FASTA format
The FASTA format is a text-based format for displaying and storing the primary structure of nucleic acids ( nucleic acid sequence ) and proteins ( protein sequence ) in bioinformatics . The nucleobases or amino acids are represented by a one-letter code . The format allows the sequences to be preceded by a name and comments.
The simplicity of the format makes it easy for word processing tools and scripting languages to read in and process the data.
format
A sequence in FASTA format begins with a one-line description, followed by the sequence data. It is recommended that each line of the file contain a maximum of 80 characters. A sequence ends with the end of the file or another header line.
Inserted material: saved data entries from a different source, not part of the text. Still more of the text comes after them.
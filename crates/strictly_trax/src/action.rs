//! First-class action types for Trax.
//!
//! Moves are domain events, not side effects. They represent the player's
//! intent and can be validated against a board before anything is written.

use crate::board::Board;
use crate::error::{TraxError, TraxErrorKind};
use crate::notation::{NotationCell, ParsedMove, parse_move};
use crate::types::{Cell, Piece, Placement, Tile};
use serde::{Deserialize, Serialize};
use tracing::instrument;

/// A move: a piece dropped on a cell.
#[derive(Debug, Clone, Copy, PartialEq, Eq, Hash, PartialOrd, Ord, Serialize, Deserialize)]
pub struct Move {
    /// Target cell in absolute coordinates.
    pub cell: Cell,
    /// Chosen orientation.
    pub piece: Piece,
}

impl Move {
    /// Creates a new move.
    pub fn new(cell: Cell, piece: Piece) -> Self {
        Self { cell, piece }
    }

    /// Creates the opening move, which always lands on the origin.
    pub fn opening(piece: Piece) -> Self {
        Self::new(Cell::ORIGIN, piece)
    }

    /// Resolves a parsed notation move against the board it will be played on.
    ///
    /// # Errors
    ///
    /// Returns `MalformedNotation` when the cell reference is missing after
    /// the first move, or names anything but `@0` on the first move.
    #[instrument(skip(board))]
    pub fn from_parsed(parsed: ParsedMove, board: &Board) -> Result<Self, TraxError> {
        if board.is_empty() {
            return match parsed.cell {
                None | Some(NotationCell::ORIGIN) => Ok(Self::opening(parsed.piece)),
                Some(other) => Err(TraxErrorKind::MalformedNotation(format!(
                    "first move must be played at @0, not {other}"
                ))
                .into()),
            };
        }
        let Some(at) = parsed.cell else {
            return Err(TraxErrorKind::MalformedNotation(format!(
                "'{parsed}' needs a cell reference after the first move"
            ))
            .into());
        };
        Ok(Self::new(board.from_notation(at)?, parsed.piece))
    }

    /// Parses a notation string against the board it will be played on.
    ///
    /// # Errors
    ///
    /// Returns `MalformedNotation` for input outside the move grammar.
    pub fn parse(input: &str, board: &Board) -> Result<Self, TraxError> {
        Self::from_parsed(parse_move(input)?, board)
    }

    /// Formats the move as notation relative to the board before the move.
    ///
    /// # Errors
    ///
    /// Returns `OutsideFrame` if the cell has no notation on `board`.
    pub fn to_notation(&self, board: &Board) -> Result<String, TraxError> {
        if board.is_empty() {
            return Ok(format!("{}{}", NotationCell::ORIGIN, self.piece));
        }
        Ok(format!("{}{}", board.to_notation(self.cell)?, self.piece))
    }
}

impl std::fmt::Display for Move {
    fn fmt(&self, f: &mut std::fmt::Formatter<'_>) -> std::fmt::Result {
        write!(f, "{} at {}", self.piece, self.cell)
    }
}

/// One committed move together with everything it wrote.
#[derive(Debug, Clone, PartialEq, Eq, Serialize, Deserialize)]
pub struct HistoryEntry {
    /// The move as chosen.
    pub mv: Move,
    /// Notation of the move on the board it was played on.
    pub notation: String,
    /// Tile the piece resolved to.
    pub tile: Tile,
    /// Tiles forced by the move, in the order they were written.
    pub forced: Vec<Placement>,
}

impl HistoryEntry {
    /// All placements written by this move, chosen tile first.
    pub fn placements(&self) -> impl Iterator<Item = Placement> + '_ {
        std::iter::once(Placement::new(self.mv.cell, self.tile)).chain(self.forced.iter().copied())
    }
}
The following is a simple example of a protein sequence in FASTA format from cytochrome b of the Asian elephant :
>gi|5524211|gb|AAD44166.1| cytochrome b [Elephas maximus maximus] LCLYTHIGRNIYYGSYLYSETWNTGIMLLLITMATAFMGYVLPWGQMSFWGATVITNLFSAIPYIGTNLV EWIWGGFSVDKATLNRFFAFHFILPFTMVALAGVHLTFLHETGSNNPLGLTSDSDKIPFHPYYTIKDFLG LLILILLLLLLALLSPDMLGDPDNHMPADPLNTPLHIKPEWYFLFAYAILRSVPNKLGGVLALFLSIVIL GLMPFLHTSKHRSMMLRPLSQALFWTLTMDLLTLTWIGSQPVEYPYTIIGQMASILYFSIILAFLPIAGX IENY
Header
The header (Engl. Headerline ) is the line that includes a (unique) name and a description of each sequence. It precedes the sequence data and begins with a greater than sign (">"). The name and / or an ID of the sequence follows without spaces . Many sequence databases use standardized headers, which allow different information to be obtained automatically from the header. The header can also contain several IDs, which are then separated by a ^ A (Control-A) character. The header in this form is optional. It is important that several sequences in a FASTA file are separated from one another by a "> + Description".
Comments
The header is optionally followed by one or more comment lines, each of which begins with a semicolon (";"). The semicolon must also be the first character in the respective line. Many databases and application programs do not recognize the comments, so these comments are practically not found in any current sequence database. However, they are part of the official format. An example of a FASTA file with multiple sequences and comment lines:
>Sequenz 1 ;Kommentarzeile A MTEITAAMVKELRESTGAGMMDCKNALSETNGDFDKAVQLLREKGLGKAAKKADRLAAEG LVSVKVSDDFTIAAMRPSYLSYEDLDMTFVENEYKALVAELEKENEERRRLKDPNKPEHK IPQFASRKQLSDAILKEAEEKIKEELKAQGKPEKIWDNIIPGKMNSFIADNSQLDSKLTL MGQFYVMDDKKTVEQVIAEKEKEFGGKIKIVEFICFEVGEGEVAAQL >Sequenz 2 ;Kommentarzeile B ;Kommentarzeile C SATVSEINSETDFVAKNDQFIALTKDTTAHIQSNSLQSVEELHSSTINGVKFEEYLKSQI ATIGENLVVRRFATLKAGANGVVNGYIHTNGRVGVVIAAACDSAEVASKSRDLLRQICMH
Sequence display
The header and comment are followed by one or more lines that contain the sequence. Each line should not contain more than 80 characters. Sequences can be protein or nucleic acid sequences, may contain gaps and alignment characters . The sequences should be given according to the IUB / IUPAC standard codes for amino acids and nucleic acids. Permitted exceptions are:
- Lower case letters are allowed, but will be converted to upper case
- A hyphen or dash represents a gap
- In amino acid sequences, "U" and "*" represent valid characters. (See below)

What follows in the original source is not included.